Filter the entries down to the lines containing "DecisionFunction", and copy those lines.

[[ Data to examine open ]]

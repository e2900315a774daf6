//! Model serialization and persistence
//!
//! Trained models are stored as a single JSON document. Version 2 carries
//! both support vector forms. Version 1 is the compressed-only layout with no
//! `uncompressed_support_vectors` field; it still loads, and LINEAR models
//! read from it answer `UnsupportedOperation` when asked for their original
//! support rows.

use crate::core::{Result, SVMError, SvmParams};
use crate::optimizer::{DecisionFunction, TrainedSVM};
use ndarray::Array2;
use serde::{Deserialize, Serialize};
use std::fs::File;
use std::io::{BufReader, BufWriter, Read, Write};
use std::path::Path;

/// Version written by this library
pub const FORMAT_VERSION: u32 = 2;

/// Serializable representation of a trained SVM model
#[derive(Debug, Clone, Serialize, Deserialize)]
pub struct SerializableModel {
    pub format_version: u32,
    pub metadata: ModelMetadata,
    /// Hyperparameters captured at training time
    pub params: SvmParams,
    pub var_count: usize,
    /// Ascending class labels (classification only)
    #[serde(default)]
    pub class_labels: Vec<i32>,
    pub support_vectors: Vec<Vec<f64>>,
    #[serde(default, skip_serializing_if = "Option::is_none")]
    pub uncompressed_support_vectors: Option<Vec<Vec<f64>>>,
    pub decision_functions: Vec<DecisionFunction>,
}

/// Model metadata for tracking and validation
#[derive(Debug, Clone, Serialize, Deserialize)]
pub struct ModelMetadata {
    /// Library version used to create the model
    pub library_version: String,
    /// Creation timestamp (RFC 3339)
    pub created_at: String,
}

fn to_rows(matrix: &Array2<f64>) -> Vec<Vec<f64>> {
    matrix.rows().into_iter().map(|r| r.to_vec()).collect()
}

fn from_rows(rows: &[Vec<f64>], n_cols: usize, what: &str) -> Result<Array2<f64>> {
    let mut flat = Vec::with_capacity(rows.len() * n_cols);
    for (i, row) in rows.iter().enumerate() {
        if row.len() != n_cols {
            return Err(SVMError::FormatError(format!(
                "{} row {} has {} values, expected {}",
                what,
                i,
                row.len(),
                n_cols
            )));
        }
        flat.extend_from_slice(row);
    }
    Array2::from_shape_vec((rows.len(), n_cols), flat)
        .map_err(|e| SVMError::FormatError(format!("{what}: {e}")))
}

impl SerializableModel {
    /// Create a serializable model from a trained model
    pub fn from_trained_model(model: &TrainedSVM) -> Self {
        Self {
            format_version: FORMAT_VERSION,
            metadata: ModelMetadata {
                library_version: env!("CARGO_PKG_VERSION").to_string(),
                created_at: chrono::Utc::now().to_rfc3339(),
            },
            params: model.params().clone(),
            var_count: model.var_count(),
            class_labels: model.class_labels().to_vec(),
            support_vectors: to_rows(model.support_vectors()),
            uncompressed_support_vectors: model.stored_uncompressed_support_vectors().map(to_rows),
            decision_functions: model.decision_functions().to_vec(),
        }
    }

    /// Save model to file
    pub fn save_to_file<P: AsRef<Path>>(&self, path: P) -> Result<()> {
        let file = File::create(path)?;
        self.write(BufWriter::new(file))
    }

    /// Load model from file
    pub fn load_from_file<P: AsRef<Path>>(path: P) -> Result<Self> {
        let file = File::open(path)?;
        Self::read(BufReader::new(file))
    }

    pub fn write<W: Write>(&self, mut writer: W) -> Result<()> {
        serde_json::to_writer_pretty(&mut writer, self)
            .map_err(|e| SVMError::FormatError(e.to_string()))?;
        writer.flush()?;
        Ok(())
    }

    pub fn read<R: Read>(reader: R) -> Result<Self> {
        let model: Self =
            serde_json::from_reader(reader).map_err(|e| SVMError::FormatError(e.to_string()))?;
        if model.format_version == 0 || model.format_version > FORMAT_VERSION {
            return Err(SVMError::FormatError(format!(
                "unsupported model format version {}",
                model.format_version
            )));
        }
        Ok(model)
    }

    /// Rebuild the trained model, checking the document for consistency
    pub fn to_trained_model(&self) -> Result<TrainedSVM> {
        self.params
            .validate()
            .map_err(|e| SVMError::FormatError(format!("stored parameters: {e}")))?;

        let support_vectors = from_rows(&self.support_vectors, self.var_count, "support_vectors")?;
        let uncompressed = self
            .uncompressed_support_vectors
            .as_deref()
            .map(|rows| from_rows(rows, self.var_count, "uncompressed_support_vectors"))
            .transpose()?;

        TrainedSVM::from_parts(
            self.params.clone(),
            self.var_count,
            self.class_labels.clone(),
            support_vectors,
            uncompressed,
            self.decision_functions.clone(),
        )
    }

    /// Print model summary
    pub fn print_summary(&self) {
        println!("=== SVM Model Summary ===");
        println!("SVM Type: {:?}", self.params.svm_type);
        println!("Kernel Type: {:?}", self.params.kernel_type);
        println!("Features: {}", self.var_count);
        if !self.class_labels.is_empty() {
            println!("Classes: {:?}", self.class_labels);
        }
        println!("Support Vectors: {}", self.support_vectors.len());
        if let Some(rows) = &self.uncompressed_support_vectors {
            println!("Uncompressed Support Vectors: {}", rows.len());
        }
        println!("Decision Functions: {}", self.decision_functions.len());
        println!("Format Version: {}", self.format_version);
        println!("Library Version: {}", self.metadata.library_version);
        println!("Created: {}", self.metadata.created_at);
        println!("Parameters:");
        println!("  C: {}", self.params.c);
        println!("  gamma: {}", self.params.gamma);
        println!("  coef0: {}", self.params.coef0);
        println!("  degree: {}", self.params.degree);
        println!("  nu: {}", self.params.nu);
        println!("  p: {}", self.params.p);
    }
}
//! Histogram Intersection Kernel Implementation
//!
//! K(x, y) = Σᵢ min(xᵢ, yᵢ)
//!
//! Positive semi-definite for non-negative features. The kernel has no
//! hyperparameters.

use crate::kernel::traits::Kernel;
use ndarray::{ArrayView1, Zip};

/// Histogram intersection kernel
#[derive(Debug, Clone, Copy, Default)]
pub struct HistogramIntersectionKernel;

impl HistogramIntersectionKernel {
    pub fn new() -> Self {
        Self
    }
}

impl Kernel for HistogramIntersectionKernel {
    fn compute(&self, x: ArrayView1<f64>, y: ArrayView1<f64>) -> f64 {
        Zip::from(&x)
            .and(&y)
            .fold(0.0, |acc, &a, &b| acc + a.min(b))
    }
}

#[cfg(test)]
mod tests {
    use super::*;
    use ndarray::array;

    #[test]
    fn test_intersection() {
        let kernel = HistogramIntersectionKernel::new();
        let x = array![0.5, 0.2, 0.3];
        let y = array![0.1, 0.6, 0.3];
        assert!((kernel.compute(x.view(), y.view()) - 0.6).abs() < 1e-12);
    }

    #[test]
    fn test_self_intersection_is_mass() {
        let kernel = HistogramIntersectionKernel::new();
        let x = array![1.0, 2.0, 3.0];
        assert_eq!(kernel.compute(x.view(), x.view()), 6.0);
    }
}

[[ Data to examine closed ]]

*Response to the exercise*.
use crate::optimizer::{DecisionFunction, TrainedSVM};
    pub decision_functions: Vec<DecisionFunction>,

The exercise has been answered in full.